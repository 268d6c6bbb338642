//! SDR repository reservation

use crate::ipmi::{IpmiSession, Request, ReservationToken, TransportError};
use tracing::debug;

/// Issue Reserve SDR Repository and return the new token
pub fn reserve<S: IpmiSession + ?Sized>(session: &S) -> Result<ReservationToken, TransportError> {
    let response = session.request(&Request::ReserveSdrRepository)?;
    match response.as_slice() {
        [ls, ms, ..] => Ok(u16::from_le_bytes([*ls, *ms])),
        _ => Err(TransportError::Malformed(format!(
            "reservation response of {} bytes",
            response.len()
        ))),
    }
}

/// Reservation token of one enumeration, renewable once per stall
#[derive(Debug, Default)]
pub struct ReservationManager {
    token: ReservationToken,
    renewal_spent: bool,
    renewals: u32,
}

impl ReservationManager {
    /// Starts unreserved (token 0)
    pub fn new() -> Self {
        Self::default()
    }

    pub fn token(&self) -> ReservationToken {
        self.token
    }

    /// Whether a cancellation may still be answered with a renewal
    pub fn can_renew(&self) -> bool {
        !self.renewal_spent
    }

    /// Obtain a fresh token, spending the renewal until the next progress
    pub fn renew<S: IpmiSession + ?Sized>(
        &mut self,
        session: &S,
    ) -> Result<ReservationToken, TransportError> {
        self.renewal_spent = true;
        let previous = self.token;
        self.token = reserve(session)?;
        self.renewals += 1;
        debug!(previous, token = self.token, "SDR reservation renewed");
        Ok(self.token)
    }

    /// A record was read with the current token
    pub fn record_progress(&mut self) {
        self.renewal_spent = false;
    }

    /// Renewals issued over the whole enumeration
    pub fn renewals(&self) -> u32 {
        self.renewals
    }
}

• **THE TASK**: Only lines with the word "ReservationManager" are needed. Copy them from the preceding records.

• **EXERCISE SOLUTION**:
pub struct ReservationManager {
impl ReservationManager {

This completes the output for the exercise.